Container for accumulating a complete streaming response.

@dataclass
class StreamingResponse:
    chunks: List[StreamChunk] = field(default_factory=list)
    complete_text: str = ""
    metadata: Dict[str, Any] = field(default_factory=dict)
    start_time: float = field(default_factory=time.time)
    end_time: Optional[float] = None
    total_tokens: Optional[int] = None
    stream_id: str = field(default_factory=lambda: str(uuid4()))

Attributes:

  • chunks (List[StreamChunk]): List of all chunks received
  • complete_text (str): The accumulated complete text
  • metadata (Dict[str, Any]): Response-level metadata
  • start_time (float): When streaming started (Unix timestamp)
  • end_time (Optional[float]): When streaming ended
  • total_tokens (Optional[int]): Total token count if available
  • stream_id (str): Unique identifier for this stream

Properties:

  • duration (Optional[float]): Total streaming duration in seconds
  • chunk_count (int): Total number of chunks received

Methods:

  • add_chunk(chunk: StreamChunk) -> None: Add a chunk to the response
  • __str__() -> str: Returns the complete text

Example:

response = StreamingResponse()
async for chunk in agent.stream("Hello"):
    response.add_chunk(chunk)

print(f"Complete text: {response.complete_text}")
print(f"Duration: {response.duration:.2f}s")
print(f"Chunks: {response.chunk_count}")

StreamingProvider

Abstract base class for streaming-capable providers.

class StreamingProvider(ABC):
    @abstractmethod
    async def stream(
        self,
        messages: List[Dict[str, str]],
        **kwargs: Any
    ) -> AsyncIterator[StreamChunk]:
        """Stream responses token by token."""
        pass

    @abstractmethod
    def supports_streaming(self) -> bool:
        """Check if this provider supports streaming."""
        pass

Methods:

  • stream(messages, **kwargs): Async iterator yielding StreamChunk objects
  • supports_streaming(): Returns True if provider supports streaming

Implementation Example:

class MyProvider(StreamingProvider):
    async def stream(self, messages, **kwargs):
        # Implementation specific to provider
        for token in self._generate_tokens(messages):
            yield StreamChunk(content=token)

    def supports_streaming(self):
        return True

StreamInterruptedError

Exception raised when a stream is interrupted before completion.
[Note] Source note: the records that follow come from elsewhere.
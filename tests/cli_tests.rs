//! Tests for the `tsconform` binary that need no JavaScript toolchain

use std::process::Command;

fn tsconform() -> Command {
    Command::new(env!("CARGO_BIN_EXE_tsconform"))
}

#[test]
fn list_json_covers_both_targets() {
    let output = tsconform().args(["list", "--json"]).output().unwrap();
    assert!(output.status.success());

    let listed: serde_json::Value = serde_json::from_slice(&output.stdout).unwrap();
    let listed = listed.as_array().unwrap();
    let expected = tsconform_core::NODE_SCENARIOS.len() + tsconform_core::WEB_SCENARIOS.len();
    assert_eq!(listed.len(), expected);
    assert!(listed.iter().any(|s| s["target"] == "node" && s["fixture"] == "basic-cli"));
    assert!(listed.iter().any(|s| s["target"] == "web" && s["fixture"] == "preact-h"));
}

#[test]
fn list_text_filters_by_keyword() {
    let output = tsconform().args(["list", "--target", "web", "-k", "preact-h"]).output().unwrap();
    let stdout = String::from_utf8(output.stdout).unwrap();
    assert!(stdout.contains("web::preact-h [Accepts: h()]"), "{stdout}");
    assert!(stdout.trim_end().ends_with("1 scenario(s)"), "{stdout}");
}

#[test]
fn run_with_unknown_keyword_collects_nothing() {
    let output = tsconform().args(["run", "-k", "no-such-fixture"]).output().unwrap();
    assert!(output.status.success());
    assert!(String::from_utf8_lossy(&output.stderr).contains("No scenarios collected"));
}

#[test]
fn run_reports_progress_on_stderr() {
    let root = tempfile::tempdir().unwrap();
    let output = tsconform()
        .args(["run", "--target", "node", "-k", "basic-cli", "--root"])
        .arg(root.path())
        .env_remove("RUST_LOG")
        .output()
        .unwrap();
    assert!(output.status.success());
    assert!(output.stdout.is_empty());

    let stderr = String::from_utf8_lossy(&output.stderr);
    assert!(stderr.contains("collected 1 scenario(s)"), "{stderr}");
    assert!(stderr.contains("====== 1 skipped in "), "{stderr}");
    // per-scenario outcomes are debug-level log events
    assert!(!stderr.contains("fixture directory not found"), "{stderr}");
}

#[test]
fn reset_unknown_fixture_fails() {
    let root = tempfile::tempdir().unwrap();
    let output = tsconform()
        .args(["reset", "node", "nope", "--root"])
        .arg(root.path())
        .output()
        .unwrap();
    assert_eq!(output.status.code(), Some(1));
    assert!(String::from_utf8_lossy(&output.stderr).contains("fixture directory not found"));
}

#[cfg(unix)]
#[test]
fn exec_prints_command_result_json() {
    let output = tsconform().args(["exec", "echo '  [CLI] Hello World  '"]).output().unwrap();
    assert!(output.status.success());

    let result: serde_json::Value = serde_json::from_slice(&output.stdout).unwrap();
    assert_eq!(result, serde_json::json!({"output": ["[CLI] Hello World"], "errors": []}));
}

#[cfg(unix)]
#[test]
fn exec_passes_the_command_line_through_unchanged() {
    let output = tsconform().args(["exec", "printf '%s|' a\\ b 'c  d'"]).output().unwrap();
    assert!(output.status.success());

    let result: serde_json::Value = serde_json::from_slice(&output.stdout).unwrap();
    assert_eq!(result["output"], serde_json::json!(["a b|c  d|"]));
}

#[cfg(unix)]
#[test]
fn exec_reports_failure_through_exit_code() {
    let output = tsconform().args(["exec", "exit 2"]).output().unwrap();
    assert_eq!(output.status.code(), Some(1));

    let result: serde_json::Value = serde_json::from_slice(&output.stdout).unwrap();
    assert_eq!(result["output"], serde_json::json!([]));
    assert!(result["errors"][0].as_str().unwrap().starts_with("Command failed: exit 2"));
}
//! Harness error types
//!
//! Two families:
//! - [`HarnessError`]: infrastructure went wrong (fixture IO, server bind, browser driver).
//! - [`AssertionFailure`]: an observed outcome did not match the declared expectation. Carries
//!   miette diagnostic codes so the console reporter can render it.
//!
//! Tool-reported errors are not errors here at all: they arrive as error lines on a
//! [`CommandResult`](super::process::CommandResult).

use std::path::PathBuf;

use miette::Diagnostic;
use thiserror::Error;

use super::process::CommandResult;

#[derive(Debug, Error)]
pub enum HarnessError {
    #[error("failed to {action} {}: {source}", .path.display())]
    Io {
        action: &'static str,
        path: PathBuf,
        #[source]
        source: std::io::Error,
    },

    #[error("fixture directory not found: {}", .0.display())]
    FixtureMissing(PathBuf),

    #[error("cannot serve bundle on port {port}: {source}")]
    Bind {
        port: u16,
        #[source]
        source: std::io::Error,
    },

    #[error("browser driver failed: {0}")]
    Browser(String),

    #[error("unreadable browser driver reply: {0}")]
    BrowserProtocol(String),
}

impl HarnessError {
    pub(crate) fn io(action: &'static str, path: impl Into<PathBuf>) -> impl FnOnce(std::io::Error) -> Self {
        let path = path.into();
        move |source| HarnessError::Io { action, path, source }
    }
}

/// A scenario step whose outcome did not match its expectation.
#[derive(Debug, Error, Diagnostic)]
pub enum AssertionFailure {
    #[error("No typecheck error expected for `{fixture}`, got:\n{}", .errors.join("\n"))]
    #[diagnostic(code(tsconform::typecheck), help("run `npx tsc --build` on the fixture's tsconfig.json"))]
    TypecheckErrors { fixture: String, errors: Vec<String> },

    #[error("Expected a typecheck error for `{fixture}`")]
    #[diagnostic(code(tsconform::typecheck))]
    TypecheckPassed { fixture: String },

    #[error("No build error expected for `{fixture}`, got:\n{}", .errors.join("\n"))]
    #[diagnostic(code(tsconform::build), help("run `npx webpack --config` on the fixture's webpack.config.js"))]
    BuildErrors { fixture: String, errors: Vec<String> },

    #[error("Expected a build error for `{fixture}`")]
    #[diagnostic(code(tsconform::build))]
    BuildPassed { fixture: String },

    #[error(
        "No runtime error expected for `{fixture}`\n  expected output: {:?}\n  actual output:   {:?}\n  errors:          {:?}",
        .expected, .actual.output, .actual.errors
    )]
    #[diagnostic(code(tsconform::runtime))]
    RuntimeMismatch {
        fixture: String,
        expected: Vec<String>,
        actual: CommandResult,
    },

    #[error("Expected a runtime error for `{fixture}`, got output {:?}", .output)]
    #[diagnostic(code(tsconform::runtime))]
    RuntimePassed { fixture: String, output: Vec<String> },

    #[error("Rendered `#hello` of `{fixture}` differs\n  expected: {expected:?}\n  actual:   {actual:?}")]
    #[diagnostic(code(tsconform::render), help("the page is read after network idle; check dist/index.html"))]
    RenderMismatch {
        fixture: String,
        expected: String,
        actual: String,
    },

    #[error(transparent)]
    #[diagnostic(code(tsconform::harness))]
    Harness(#[from] HarnessError),
}

impl AssertionFailure {
    /// Whether the failure came from the harness itself rather than a mismatch.
    pub fn is_infrastructure(&self) -> bool {
        matches!(self, AssertionFailure::Harness(_))
    }
}
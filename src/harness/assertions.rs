//! Step assertions
//!
//! Each function checks exactly one outcome category of one fixture and returns
//! `Err(AssertionFailure)` on mismatch. Commands run with the project root as working directory so
//! `npx` and `require("playwright")` resolve against its `node_modules`.

use tokio::sync::Mutex;

use crate::config::HarnessConfig;

use super::browser::BrowserProbe;
use super::error::AssertionFailure;
use super::fixture::Fixture;
use super::process::{CommandResult, cmd_in};
use super::serve::StaticServer;

/// Held for the whole serve + render of one browser scenario; they all share one port.
static BROWSER_LOCK: Mutex<()> = Mutex::const_new(());

async fn run(config: &HarnessConfig, command: String) -> CommandResult {
    cmd_in(&command, Some(&config.root)).await
}

async fn typecheck(config: &HarnessConfig, fixture: &Fixture) -> CommandResult {
    let tsconfig = fixture.tsconfig();
    run(config, config.typecheck_command(config.relative_to_root(&tsconfig))).await
}

async fn build(config: &HarnessConfig, fixture: &Fixture) -> CommandResult {
    let webpack_config = fixture.webpack_config();
    run(config, config.build_command(config.relative_to_root(&webpack_config))).await
}

async fn execute(config: &HarnessConfig, fixture: &Fixture, entry: &str) -> CommandResult {
    let entry = fixture.path(entry);
    run(config, config.runtime_command(config.relative_to_root(&entry))).await
}

pub async fn passes_typecheck(config: &HarnessConfig, fixture: &Fixture) -> Result<(), AssertionFailure> {
    let result = typecheck(config, fixture).await;
    if result.has_errors() {
        return Err(AssertionFailure::TypecheckErrors {
            fixture: fixture.id().to_string(),
            errors: result.errors,
        });
    }
    Ok(())
}

pub async fn fails_typecheck(config: &HarnessConfig, fixture: &Fixture) -> Result<(), AssertionFailure> {
    if !typecheck(config, fixture).await.has_errors() {
        return Err(AssertionFailure::TypecheckPassed {
            fixture: fixture.id().to_string(),
        });
    }
    Ok(())
}

pub async fn passes_build(config: &HarnessConfig, fixture: &Fixture) -> Result<(), AssertionFailure> {
    let result = build(config, fixture).await;
    if result.has_errors() {
        return Err(AssertionFailure::BuildErrors {
            fixture: fixture.id().to_string(),
            errors: result.errors,
        });
    }
    Ok(())
}

pub async fn fails_build(config: &HarnessConfig, fixture: &Fixture) -> Result<(), AssertionFailure> {
    if !build(config, fixture).await.has_errors() {
        return Err(AssertionFailure::BuildPassed {
            fixture: fixture.id().to_string(),
        });
    }
    Ok(())
}

/// `node <entry>` printed exactly `expected` and nothing on stderr.
pub async fn passes_runtime(
    config: &HarnessConfig,
    fixture: &Fixture,
    entry: &str,
    expected: &[&str],
) -> Result<(), AssertionFailure> {
    let result = execute(config, fixture, entry).await;
    if result.has_errors() || result.output != expected {
        return Err(AssertionFailure::RuntimeMismatch {
            fixture: fixture.id().to_string(),
            expected: expected.iter().map(|line| line.to_string()).collect(),
            actual: result,
        });
    }
    Ok(())
}

pub async fn fails_runtime(config: &HarnessConfig, fixture: &Fixture, entry: &str) -> Result<(), AssertionFailure> {
    let result = execute(config, fixture, entry).await;
    if !result.has_errors() {
        return Err(AssertionFailure::RuntimePassed {
            fixture: fixture.id().to_string(),
            output: result.output,
        });
    }
    Ok(())
}

/// Serve the fixture's bundle, render it headless and compare `#hello` with `expected`.
///
/// The server is closed before comparing, whatever the render produced.
pub async fn passes_browser_runtime(
    config: &HarnessConfig,
    fixture: &Fixture,
    expected: &str,
) -> Result<(), AssertionFailure> {
    let _serialized = BROWSER_LOCK.lock().await;

    let server = StaticServer::bind(fixture.bundle_dir(), config.port).await?;
    let probe = BrowserProbe::new(&config.node, &config.probe_element);
    let rendered = probe.render(&server.url(), &config.root).await;
    server.close().await;

    let actual = rendered?;
    if actual != expected {
        return Err(AssertionFailure::RenderMismatch {
            fixture: fixture.id().to_string(),
            expected: expected.to_string(),
            actual,
        });
    }
    Ok(())
}
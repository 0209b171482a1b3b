//! Web target: `tsc --build`, `webpack`, then render `dist/` in a headless browser.
//!
//! The bundler runs ts-loader with `transpileOnly`, so a fixture can fail the typecheck and still
//! bundle and render.

use super::{BUILD_FAILS, BUILD_PASSES, TYPECHECK_FAILS, TYPECHECK_PASSES, renders, web};
use crate::{ELEMENT_NOT_FOUND, Scenario, Step};

const BASIC: &str = "Web: Basic";
const ENTRIES: &str = r#"Web: Toplevel variables are global without "import" or "export""#;
const CJS_UNTYPED_DEFAULT: &str = "Web: Import a CommonJS default object, without .d.ts";
const CJS_UNTYPED_NAMED: &str = "Web: Import a CommonJS named function, without .d.ts";
const CJS_TYPED_DEFAULT: &str = "Web: Import a CommonJS default object, with .d.ts";
const CJS_TYPED_NAMED: &str = "Web: Import a CommonJS named function, with .d.ts";
const ESM_DEFAULT: &str = "Web: Import an ES Module default object";
const ESM_NAMED: &str = "Web: Import an ES Module named function";
const PREACT: &str = "Web: Preact";
const JSON_ARRAY: &str = "Web: JSON Array";
const JSON_OBJECT: &str = "Web: JSON Object";
const ASSETS: &str = "Web: Assets";
const INCLUDE: &str = "Web: Include paths";
const NPM: &str = "Web: Include node_modules";

/// Typecheck passes, bundle builds, page renders `expected`.
const fn accepts(expected: &'static str) -> [Step; 3] {
    [TYPECHECK_PASSES, BUILD_PASSES, renders(expected)]
}

/// Typecheck fails, but the transpile-only bundle still builds and renders `expected`.
const fn transpiles(expected: &'static str) -> [Step; 3] {
    [TYPECHECK_FAILS, BUILD_PASSES, renders(expected)]
}

pub const WEB_SCENARIOS: &[Scenario] = &[
    // Basic
    web(BASIC, "Accepts: DOM", "basic-dom", &accepts("[BASIC DOM] Type is object")),
    web(BASIC, "Accepts: CSS Modules", "asset-import-css", &accepts("mymodule__myclass")),
    web(BASIC, "Accepts: local modules", "basic-local-modules", &accepts("[LOCAL MODULES] 123")),
    web(BASIC, "Accepts: relative path", "basic-relative-path", &accepts("[RELATIVE PATH] 123")),
    web(
        BASIC,
        "Accepts: relative path, index.ts",
        "basic-relative-path-index",
        &accepts("[RELATIVE PATH INDEX] 123"),
    ),
    web(
        BASIC,
        "Accepts: relative path, custom.ts, package.json",
        "basic-relative-path-package",
        &accepts("[RELATIVE PATH PACKAGE] 123"),
    ),
    // Entries
    web(
        ENTRIES,
        "Fails typecheck: global, no export or import",
        "entries",
        &transpiles(r#"[ENTRIES] Value is {"hello":"APP2"}"#),
    ),
    web(
        ENTRIES,
        "Fails typecheck: Global, require",
        "entries-require",
        &transpiles(r#"[ENTRIES REQUIRE] Value is {"hello":"APP2"}"#),
    ),
    web(
        ENTRIES,
        "Accepts: local, export {}",
        "entries-export",
        &accepts(r#"[ENTRIES EXPORT] Value is {"hello":"APP2"}"#),
    ),
    web(
        ENTRIES,
        "Accepts: local, import … from",
        "entries-import-from",
        &accepts(r#"[ENTRIES IMPORT FROM] Value is {"hello":"APP2"}"#),
    ),
    web(
        ENTRIES,
        "Accepts: local, import * from",
        "entries-import-star",
        &accepts(r#"[ENTRIES IMPORT STAR] Value is {"hello":"APP2"}"#),
    ),
    web(
        ENTRIES,
        "Fails typecheck: import = require",
        "entries-import-require",
        &transpiles(r#"[ENTRIES IMPORT REQUIRE] Value is {"hello":"APP2"}"#),
    ),
    // CommonJS default object, untyped
    web(
        CJS_UNTYPED_DEFAULT,
        "Fails typecheck: import … from",
        "commonjs-untyped-default-import-from",
        &transpiles("[COMMONJS UNTYPED DEFAULT, IMPORT FROM] Type is function"),
    ),
    web(
        CJS_UNTYPED_DEFAULT,
        "Fails typecheck: import * from",
        "commonjs-untyped-default-import-star",
        &transpiles("[COMMONJS UNTYPED DEFAULT, IMPORT STAR] Type is function"),
    ),
    web(
        CJS_UNTYPED_DEFAULT,
        "Fails typecheck: import = require",
        "commonjs-untyped-default-import-require",
        &transpiles("[COMMONJS UNTYPED DEFAULT, IMPORT REQUIRE] Type is undefined"),
    ),
    web(
        CJS_UNTYPED_DEFAULT,
        "Accepts: require",
        "commonjs-untyped-default-require",
        &accepts("[COMMONJS UNTYPED DEFAULT, REQUIRE] Type is function"),
    ),
    // CommonJS named function, untyped
    web(
        CJS_UNTYPED_NAMED,
        "Fails typecheck: import … from",
        "commonjs-untyped-named-import-from",
        &transpiles("[COMMONJS UNTYPED NAMED, IMPORT FROM] Type is function"),
    ),
    web(
        CJS_UNTYPED_NAMED,
        "Fails: import * from",
        "commonjs-untyped-named-import-star",
        &transpiles("[COMMONJS UNTYPED NAMED, IMPORT STAR] Type is function"),
    ),
    web(
        CJS_UNTYPED_NAMED,
        "Fails: import = require",
        "commonjs-untyped-named-import-require",
        &transpiles(ELEMENT_NOT_FOUND),
    ),
    web(
        CJS_UNTYPED_NAMED,
        "Accepts: require",
        "commonjs-untyped-named-require",
        &accepts("[COMMONJS UNTYPED NAMED, REQUIRE] Type is function"),
    ),
    // CommonJS default object, typed
    web(
        CJS_TYPED_DEFAULT,
        "Fails typecheck: import … from",
        "commonjs-typed-default-import-from",
        &transpiles("[COMMONJS TYPED DEFAULT, IMPORT FROM] Type is function"),
    ),
    web(
        CJS_TYPED_DEFAULT,
        "Fails typecheck: import * from",
        "commonjs-typed-default-import-star",
        &transpiles("[COMMONJS TYPED DEFAULT, IMPORT STAR] Type is function"),
    ),
    web(
        CJS_TYPED_DEFAULT,
        "Fails typecheck: import = require",
        "commonjs-typed-default-import-require",
        &transpiles("[COMMONJS TYPED DEFAULT, IMPORT REQUIRE] Type is undefined"),
    ),
    web(
        CJS_TYPED_DEFAULT,
        "Accepts: require",
        "commonjs-typed-default-require",
        &accepts("[COMMONJS TYPED DEFAULT, REQUIRE] Type is function"),
    ),
    // CommonJS named function, typed
    web(
        CJS_TYPED_NAMED,
        "Accepts: import … from",
        "commonjs-typed-named-import-from",
        &accepts("[COMMONJS TYPED NAMED, IMPORT FROM] Type is function"),
    ),
    web(
        CJS_TYPED_NAMED,
        "Accepts: import * from",
        "commonjs-typed-named-import-star",
        &accepts("[COMMONJS TYPED NAMED, IMPORT STAR] Type is function"),
    ),
    web(
        CJS_TYPED_NAMED,
        "Fails: import = require",
        "commonjs-typed-named-import-require",
        &transpiles(ELEMENT_NOT_FOUND),
    ),
    web(
        CJS_TYPED_NAMED,
        "Accepts: require",
        "commonjs-typed-named-require",
        &accepts("[COMMONJS TYPED NAMED, REQUIRE] Type is function"),
    ),
    // ES module default object
    web(
        ESM_DEFAULT,
        "Accepts: import … from",
        "export-default-import-from",
        &accepts(r#"[EXPORT DEFAULT, IMPORT FROM] Value is {"mynumber":123}"#),
    ),
    web(
        ESM_DEFAULT,
        "Accepts: import * from",
        "export-default-import-star",
        &accepts(r#"[EXPORT DEFAULT, IMPORT STAR] Value is {"default":{"mynumber":123}}"#),
    ),
    web(
        ESM_DEFAULT,
        "Fails: import = require",
        "export-default-import-require",
        &transpiles(ELEMENT_NOT_FOUND),
    ),
    web(
        ESM_DEFAULT,
        r#"Accepts: require (wrapped in "{default: THEMODULE}")"#,
        "export-default-require",
        &accepts(r#"[EXPORT DEFAULT, REQUIRE] Value is {"default":{"mynumber":123}}"#),
    ),
    // ES module named function
    web(
        ESM_NAMED,
        "Accepts: import … from",
        "export-named-import-from",
        &accepts("[EXPORT NAMED, IMPORT FROM] Type is function"),
    ),
    web(
        ESM_NAMED,
        "Accepts: import * from",
        "export-named-import-star",
        &accepts("[EXPORT NAMED, IMPORT STAR] Type is function"),
    ),
    web(ESM_NAMED, "Fails: import = require", "export-named-import-require", &transpiles(ELEMENT_NOT_FOUND)),
    web(
        ESM_NAMED,
        "Accepts: require",
        "export-named-require",
        &accepts("[EXPORT NAMED, REQUIRE] Type is function"),
    ),
    // Preact
    web(
        PREACT,
        "Accepts: h()",
        "preact-h",
        &accepts(r#"<article class="example">[PREACT H] Hello World</article>"#),
    ),
    web(
        PREACT,
        "Accepts: Class Component",
        "preact-class",
        &accepts(r#"<article class="example">[PREACT CLASS] PROP Hello World STATE 123</article>"#),
    ),
    web(
        PREACT,
        "Accepts: Functional Component",
        "preact-function",
        &accepts(r#"<article class="example">[PREACT FUNCTION] Hello World</article>"#),
    ),
    web(
        PREACT,
        "Accepts: TSX",
        "preact-tsx",
        &accepts(r#"<article class="example">[PREACT TSX] Hello World</article>"#),
    ),
    // JSON array
    web(
        JSON_ARRAY,
        "Fails typecheck: import … from",
        "json-array-import-from",
        &transpiles(r#"JSON ARRAY IMPORT FROM is ["hello","world"]"#),
    ),
    web(
        JSON_ARRAY,
        "Accepts: import * from",
        "json-array-import-star",
        &accepts(r#"JSON ARRAY IMPORT STAR is {"0":"hello","1":"world","length":2,"default":["hello","world"]}"#),
    ),
    web(JSON_ARRAY, "Fails: import = require", "json-array-import-require", &transpiles(ELEMENT_NOT_FOUND)),
    web(
        JSON_ARRAY,
        "Accepts: require",
        "json-array-require",
        &accepts(r#"JSON ARRAY REQUIRE is ["hello","world"]"#),
    ),
    // JSON object
    web(
        JSON_OBJECT,
        "Fails typecheck: import … from",
        "json-object-import-from",
        &transpiles(r#"JSON OBJECT IMPORT FROM is {"example":["hello","world"]}"#),
    ),
    web(
        JSON_OBJECT,
        "Accepts: import * from",
        "json-object-import-star",
        &accepts(r#"JSON OBJECT IMPORT STAR is {"example":["hello","world"],"default":{"example":["hello","world"]}}"#),
    ),
    web(JSON_OBJECT, "Fails: import = require", "json-object-import-require", &transpiles(ELEMENT_NOT_FOUND)),
    web(
        JSON_OBJECT,
        "Accepts: require",
        "json-object-require",
        &accepts(r#"JSON OBJECT REQUIRE is {"example":["hello","world"]}"#),
    ),
    // Assets (the literal URLs assume the default port)
    web(
        ASSETS,
        "Accepts: Image (url, resource)",
        "asset-url-image-resource",
        &accepts(concat!(
            r#"<div>"http://localhost:3000/assets/example1.jpg"</div>"#,
            r#"<div>"http://localhost:3000/assets/example2.png"</div>"#,
            r#"<div>"http://localhost:3000/assets/example3.svg"</div>"#,
        )),
    ),
    web(
        ASSETS,
        "Accepts: Image (url, inline)",
        "asset-url-image-inline",
        &accepts("<div>BASE64 true</div><div>BASE64 true</div><div>BASE64 true</div>"),
    ),
    web(
        ASSETS,
        "Accepts: Text (url, resource)",
        "asset-url-text-resource",
        &accepts(r#""http://localhost:3000/assets/example.txt""#),
    ),
    web(ASSETS, "Accepts: Text (url, inline)", "asset-url-text-inline", &accepts("BASE64 true")),
    web(
        ASSETS,
        "Accepts: Text (url, source)",
        "asset-url-text-source",
        &accepts(r#""http://localhost:3000/HELLO%20WORLD""#),
    ),
    web(
        ASSETS,
        "Accepts: Text (import, resource)",
        "asset-import-text-resource",
        &accepts(r#"<div>{"default":"/assets/example1.txt"}</div><div>"/assets/example2.txt"</div>"#),
    ),
    web(
        ASSETS,
        "Accepts: Text (import, inline)",
        "asset-import-text-inline",
        &accepts("<div>BASE64 true</div><div>BASE64 true</div>"),
    ),
    web(
        ASSETS,
        "Accepts: Text (import, source)",
        "asset-import-text-source",
        &accepts(r#"<div>{"default":"HELLO WORLD\n"}</div><div>"HELLO WORLD\n"</div>"#),
    ),
    // Include paths
    web(INCLUDE, "Accepts: src, no include", "include-src-default", &accepts("[INCLUDE SRC DEFAULT] Type is object")),
    web(INCLUDE, "Accepts: src, inside include", "include-src-inside", &accepts("[INCLUDE SRC INSIDE] Type is object")),
    web(INCLUDE, "Fails: src, outside include", "include-src-outside", &[TYPECHECK_FAILS, BUILD_FAILS]),
    web(
        INCLUDE,
        "Accepts: custom path, no include",
        "include-custom-default",
        &accepts("[INCLUDE CUSTOM DEFAULT] Type is object"),
    ),
    web(
        INCLUDE,
        "Accepts: custom path, inside include",
        "include-custom-inside",
        &accepts("[INCLUDE CUSTOM INSIDE] Type is object"),
    ),
    web(
        INCLUDE,
        "Accepts: custom path, outside include",
        "include-custom-outside",
        &accepts("[INCLUDE CUSTOM OUTSIDE] Type is object"),
    ),
    // node_modules includes
    web(
        NPM,
        "Accepts: TS index, no include",
        "npm-ts-index-default",
        &accepts("[NPM TS INDEX DEFAULT] Value is 111"),
    ),
    web(
        NPM,
        "Accepts: TS index.ts, inside list",
        "npm-ts-index-inside",
        &accepts("[NPM TS INDEX INSIDE] Value is 111"),
    ),
    web(
        NPM,
        "Accepts: TS index.ts, outside list",
        "npm-ts-index-outside",
        &accepts("[NPM TS INDEX OUTSIDE] Value is 111"),
    ),
    web(
        NPM,
        "Accepts: TS package.json, JS index, no include",
        "npm-ts-package-default",
        &accepts("[NPM TS PACKAGE DEFAULT] Value is 111"),
    ),
    web(
        NPM,
        "Accepts: TS package.json, inside list",
        "npm-ts-package-inside",
        &accepts("[NPM TS PACKAGE INSIDE] Value is 111"),
    ),
    web(
        NPM,
        "Accepts: TS package.json, outside list",
        "npm-ts-package-outside",
        &accepts("[NPM TS PACKAGE OUTSIDE] Value is 111"),
    ),
    web(
        NPM,
        "Accepts: TS index, JS index, no include",
        "npm-ts-index-js-index-default",
        &accepts("[NPM TS INDEX JS INDEX DEFAULT] Value is 111 222"),
    ),
    web(
        NPM,
        "Accepts: TS index inside, JS index inside",
        "npm-ts-index-inside-js-index-inside",
        &accepts("[NPM TS INDEX INSIDE JS INDEX INSIDE] Value is 111 222"),
    ),
    web(
        NPM,
        "Accepts: TS index outside, JS index inside",
        "npm-ts-index-outside-js-index-inside",
        &accepts("[NPM TS INDEX OUTSIDE JS INDEX INSIDE] Value is 111 222"),
    ),
];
class StreamInterruptedError(AgentError):
    def __init__(
        self, 
        message: str = "Stream was interrupted", 
        partial_response: Optional[str] = None
    ):
        super().__init__(message)
        self.partial_response = partial_response

Attributes:

  • message (str): Error message
  • partial_response (Optional[str]): Any partial response received before interruption

Example:

try:
    async for chunk in agent.stream(prompt):
        if should_stop():
            raise StreamInterruptedError(
                "User cancelled", 
                partial_response=collected_text
            )
except StreamInterruptedError as e:
    print(f"Interrupted: {e}")
    print(f"Partial: {e.partial_response}")

StreamingManager

Manages streaming operations with timeout and interruption handling.

class StreamingManager:
    def __init__(self, timeout: Optional[float] = None):
        """Initialize with optional timeout in seconds."""

Methods:

  • stream_with_timeout(stream_coro, timeout=None): Stream with timeout protection
  • interrupt_stream(stream_id: str) -> bool: Interrupt an active stream

Context Manager:

async with StreamingManager(timeout=30) as manager:
    async for chunk in manager.stream_with_timeout(
        agent.stream(prompt)
    ):
        process_chunk(chunk)

Functions

collect_stream

Collect a complete stream into a StreamingResponse.

async def collect_stream(
    stream: AsyncIterator[StreamChunk]
) -> StreamingResponse:
    """Collect a complete stream into a StreamingResponse."""

Example:

response = await collect_stream(agent.stream("Hello"))
print(f"Complete: {response.complete_text}")

stream_to_string

Convert a stream directly to a string.

async def stream_to_string(
    stream: AsyncIterator[StreamChunk]
) -> str:
    """Convert a stream directly to a string."""

Example:

text = await stream_to_string(agent.stream("Hello"))
print(text)

create_mock_stream

Create a mock stream for testing.

def create_mock_stream(
    text: str, 
    chunk_size: int = 10, 
    delay: float = 0.1
) -> AsyncIterator[StreamChunk]:
    """Create a mock stream for testing."""

Parameters:

  • text (str): The text to stream
  • chunk_size (int): Size of each chunk in characters
  • delay (float): Delay between chunks in seconds

Example:

mock_stream = create_mock_stream(
    "Hello, world!", 
    chunk_size=2, 
    delay=0.05
)

async for chunk in mock_stream:
    print(chunk.content, end="")  # Output: He ll o,  w or ld !

Agent Integration

The Agent class provides the stream() method for streaming responses:

class Agent:
    async def stream(
        self,
        prompt: str,
        *,
        messages: Optional[List[Message]] = None,
        temperature: Optional[float] = None,
        max_tokens: Optional[int] = None,
        top_p: Optional[float] = None,
        frequency_penalty: Optional[float] = None,
        presence_penalty: Optional[float] = None,
        stop: Optional[List[str]] = None,
        tools: Optional[List[Tool]] = None,
        tool_choice: Optional[Union[str, Dict[str, Any]]] = None,
        response_format: Optional[Dict[str, Any]] = None,
        seed: Optional[int] = None,
        **kwargs: Any
    ) -> AsyncIterator[StreamChunk]:
        """Stream a response from the agent token by token."""

Parameters:

  • prompt (str): The input prompt
  • messages (Optional[List[Message]]): Override conversation history
  • temperature (Optional[float]): Sampling temperature (0.0-2.0)
  • max_tokens (Optional[int]): Maximum tokens to generate
  • top_p (Optional[float]): Nucleus sampling parameter
  • frequency_penalty (Optional[float]): Frequency penalty (-2.0 to 2.0)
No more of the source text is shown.